What the task asks =>
An exact copy of every entry is what's needed, so please transcribe them all.

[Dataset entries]
# # #

//! The client and its request dispatcher.
//!
//! # Design
//! `SocialPost` holds the credential, an optional profile key and the
//! configured base URL. Every operation in `crate::api` funnels through
//! `request`, which is split the host-does-IO way:
//!
//! 1. `build_request` produces an `HttpRequest` (headers, URL, body rules),
//! 2. the `Transport` executes it exactly once,
//! 3. `parse_response` turns the `HttpResponse` into an `ApiResponse`.
//!
//! Steps 1 and 3 are pure, so all dispatcher rules are unit-tested without
//! a network.

use secrecy::{ExposeSecret, SecretString};
use serde::Serialize;
use serde_json::Value;
use tracing::{debug, warn};

use crate::config::{ClientConfig, ENV_API_KEY};
use crate::error::{Error, Result};
use crate::http::{HttpMethod, HttpRequest, HttpResponse};
use crate::response::ApiResponse;
use crate::transport::{Transport, UreqTransport};

/// Client for the social-post API.
///
/// Method names and payload shapes follow the SDK this crate replaces, in
/// snake_case. Calls take `&self`, so one client can be shared across
/// threads; changing the profile key takes `&mut self`.
#[derive(Debug)]
pub struct SocialPost<T = UreqTransport> {
    api_key: SecretString,
    profile_key: Option<String>,
    config: ClientConfig,
    transport: T,
}

impl SocialPost<UreqTransport> {
    /// Create a client against `DEFAULT_BASE_URL`.
    ///
    /// Fails with `Error::MissingApiKey` if `api_key` is empty.
    pub fn new(api_key: &str) -> Result<Self> {
        Self::with_config(api_key, ClientConfig::default())
    }

    pub fn with_config(api_key: &str, config: ClientConfig) -> Result<Self> {
        let transport = UreqTransport::new(&config);
        SocialPost::with_transport(api_key, config, transport)
    }

    /// Build a client from `SOCIAL_POST_API_KEY` plus `ClientConfig::from_env`.
    pub fn from_env() -> Result<Self> {
        let api_key = std::env::var(ENV_API_KEY).unwrap_or_default();
        Self::with_config(&api_key, ClientConfig::from_env()?)
    }
}

impl<T: Transport> SocialPost<T> {
    pub fn with_transport(api_key: &str, config: ClientConfig, transport: T) -> Result<Self> {
        if api_key.trim().is_empty() {
            return Err(Error::MissingApiKey);
        }
        Ok(Self {
            api_key: SecretString::from(api_key.to_string()),
            profile_key: None,
            config,
            transport,
        })
    }

    /// Scope every later request to the given sub-account profile. A blank
    /// key clears the scope, so no empty `Profile-Key` header is ever sent.
    pub fn set_profile_key(&mut self, profile_key: impl Into<String>) {
        let profile_key = profile_key.into();
        self.profile_key = (!profile_key.trim().is_empty()).then_some(profile_key);
    }

    pub fn clear_profile_key(&mut self) {
        self.profile_key = None;
    }

    pub fn profile_key(&self) -> Option<&str> {
        self.profile_key.as_deref()
    }

    pub fn config(&self) -> &ClientConfig {
        &self.config
    }

    pub fn transport(&self) -> &T {
        &self.transport
    }

    /// Describe one call as an `HttpRequest` without sending it.
    ///
    /// A body passed with `HttpMethod::Get` is dropped: GET requests never
    /// carry a payload. A warning is logged when that happens.
    pub fn build_request(
        &self,
        method: HttpMethod,
        path: &str,
        body: Option<&Value>,
    ) -> Result<HttpRequest> {
        let mut headers = vec![
            (
                "Authorization".to_string(),
                format!("Bearer {}", self.api_key.expose_secret()),
            ),
            ("Content-Type".to_string(), "application/json".to_string()),
        ];
        if let Some(profile_key) = &self.profile_key {
            headers.push(("Profile-Key".to_string(), profile_key.clone()));
        }

        let body = match body {
            Some(_) if method == HttpMethod::Get => {
                warn!(path, "dropping request body: GET requests carry no payload");
                None
            }
            Some(value) => Some(serde_json::to_string(value).map_err(Error::Encode)?),
            None => None,
        };

        Ok(HttpRequest {
            method,
            url: format!("{}{path}", self.config.base_url()),
            headers,
            body,
        })
    }

    /// Send one request and decode the reply. Exactly one transport call is
    /// made; nothing is retried.
    pub fn request(
        &self,
        method: HttpMethod,
        path: &str,
        body: Option<&Value>,
    ) -> Result<ApiResponse> {
        let request = self.build_request(method, path, body)?;
        debug!(
            %method,
            path,
            profile_scoped = self.profile_key.is_some(),
            has_body = request.body.is_some(),
            "sending request"
        );
        let response = self.transport.execute(request)?;
        debug!(
            %method,
            path,
            status = response.status,
            content_type = response.header("content-type").unwrap_or(""),
            "received response"
        );
        parse_response(response)
    }

    pub(crate) fn get(&self, path: &str) -> Result<ApiResponse> {
        self.request(HttpMethod::Get, path, None)
    }

    pub(crate) fn send<B: Serialize>(
        &self,
        method: HttpMethod,
        path: &str,
        body: &B,
    ) -> Result<ApiResponse> {
        let body = serde_json::to_value(body).map_err(Error::Encode)?;
        self.request(method, path, Some(&body))
    }
}

/// Decode a response: JSON bodies are returned as sent, whatever the status
/// code; anything else becomes `{status, statusCode}`.
pub fn parse_response(response: HttpResponse) -> Result<ApiResponse> {
    if response.is_json() {
        let value = serde_json::from_str(&response.body).map_err(Error::Decode)?;
        return Ok(ApiResponse::new(value));
    }
    Ok(ApiResponse::from_status(response.status))
}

# # #

Solution for this exercise =>
//! The client and its request dispatcher.
//!
//! # Design
//! `SocialPost` holds the credential, an optional profile key and the
//! configured base URL. Every operation in `crate::api` funnels through
//! `request`, which is split the host-does-IO way:
//!
//! 1. `build_request` produces an `HttpRequest` (headers, URL, body rules),
//! 2. the `Transport` executes it exactly once,
//! 3. `parse_response` turns the `HttpResponse` into an `ApiResponse`.
//!
//! Steps 1 and 3 are pure, so all dispatcher rules are unit-tested without
//! a network.

use secrecy::{ExposeSecret, SecretString};
use serde::Serialize;
use serde_json::Value;
use tracing::{debug, warn};

use crate::config::{ClientConfig, ENV_API_KEY};
use crate::error::{Error, Result};
use crate::http::{HttpMethod, HttpRequest, HttpResponse};
use crate::response::ApiResponse;
use crate::transport::{Transport, UreqTransport};

/// Client for the social-post API.
///
/// Method names and payload shapes follow the SDK this crate replaces, in
/// snake_case. Calls take `&self`, so one client can be shared across
/// threads; changing the profile key takes `&mut self`.
#[derive(Debug)]
pub struct SocialPost<T = UreqTransport> {
    api_key: SecretString,
    profile_key: Option<String>,
    config: ClientConfig,
    transport: T,
}

impl SocialPost<UreqTransport> {
    /// Create a client against `DEFAULT_BASE_URL`.
    ///
    /// Fails with `Error::MissingApiKey` if `api_key` is empty.
    pub fn new(api_key: &str) -> Result<Self> {
        Self::with_config(api_key, ClientConfig::default())
    }

    pub fn with_config(api_key: &str, config: ClientConfig) -> Result<Self> {
        let transport = UreqTransport::new(&config);
        SocialPost::with_transport(api_key, config, transport)
    }

    /// Build a client from `SOCIAL_POST_API_KEY` plus `ClientConfig::from_env`.
    pub fn from_env() -> Result<Self> {
        let api_key = std::env::var(ENV_API_KEY).unwrap_or_default();
        Self::with_config(&api_key, ClientConfig::from_env()?)
    }
}

impl<T: Transport> SocialPost<T> {
    pub fn with_transport(api_key: &str, config: ClientConfig, transport: T) -> Result<Self> {
        if api_key.trim().is_empty() {
            return Err(Error::MissingApiKey);
        }
        Ok(Self {
            api_key: SecretString::from(api_key.to_string()),
            profile_key: None,
            config,
            transport,
        })
    }

    /// Scope every later request to the given sub-account profile. A blank
    /// key clears the scope, so no empty `Profile-Key` header is ever sent.
    pub fn set_profile_key(&mut self, profile_key: impl Into<String>) {
        let profile_key = profile_key.into();
        self.profile_key = (!profile_key.trim().is_empty()).then_some(profile_key);
    }

    pub fn clear_profile_key(&mut self) {
        self.profile_key = None;
    }

    pub fn profile_key(&self) -> Option<&str> {
        self.profile_key.as_deref()
    }

    pub fn config(&self) -> &ClientConfig {
        &self.config
    }

    pub fn transport(&self) -> &T {
        &self.transport
    }

    /// Describe one call as an `HttpRequest` without sending it.
    ///
    /// A body passed with `HttpMethod::Get` is dropped: GET requests never
    /// carry a payload. A warning is logged when that happens.
    pub fn build_request(
        &self,
        method: HttpMethod,
        path: &str,
        body: Option<&Value>,
    ) -> Result<HttpRequest> {
        let mut headers = vec![
            (
                "Authorization".to_string(),
                format!("Bearer {}", self.api_key.expose_secret()),
            ),
            ("Content-Type".to_string(), "application/json".to_string()),
        ];
        if let Some(profile_key) = &self.profile_key {
            headers.push(("Profile-Key".to_string(), profile_key.clone()));
        }

        let body = match body {
            Some(_) if method == HttpMethod::Get => {
                warn!(path, "dropping request body: GET requests carry no payload");
                None
            }
            Some(value) => Some(serde_json::to_string(value).map_err(Error::Encode)?),
            None => None,
        };

        Ok(HttpRequest {
            method,
            url: format!("{}{path}", self.config.base_url()),
            headers,
            body,
        })
    }

    /// Send one request and decode the reply. Exactly one transport call is
    /// made; nothing is retried.
    pub fn request(
        &self,
        method: HttpMethod,
        path: &str,
        body: Option<&Value>,
    ) -> Result<ApiResponse> {
        let request = self.build_request(method, path, body)?;
        debug!(
            %method,
            path,
            profile_scoped = self.profile_key.is_some(),
            has_body = request.body.is_some(),
            "sending request"
        );
        let response = self.transport.execute(request)?;
        debug!(
            %method,
            path,
            status = response.status,
            content_type = response.header("content-type").unwrap_or(""),
            "received response"
        );
        parse_response(response)
    }

    pub(crate) fn get(&self, path: &str) -> Result<ApiResponse> {
        self.request(HttpMethod::Get, path, None)
    }

    pub(crate) fn send<B: Serialize>(
        &self,
        method: HttpMethod,
        path: &str,
        body: &B,
    ) -> Result<ApiResponse> {
        let body = serde_json::to_value(body).map_err(Error::Encode)?;
        self.request(method, path, Some(&body))
    }
}

/// Decode a response: JSON bodies are returned as sent, whatever the status
/// code; anything else becomes `{status, statusCode}`.
pub fn parse_response(response: HttpResponse) -> Result<ApiResponse> {
    if response.is_json() {
        let value = serde_json::from_str(&response.body).map_err(Error::Decode)?;
        return Ok(ApiResponse::new(value));
    }
    Ok(ApiResponse::from_status(response.status))
}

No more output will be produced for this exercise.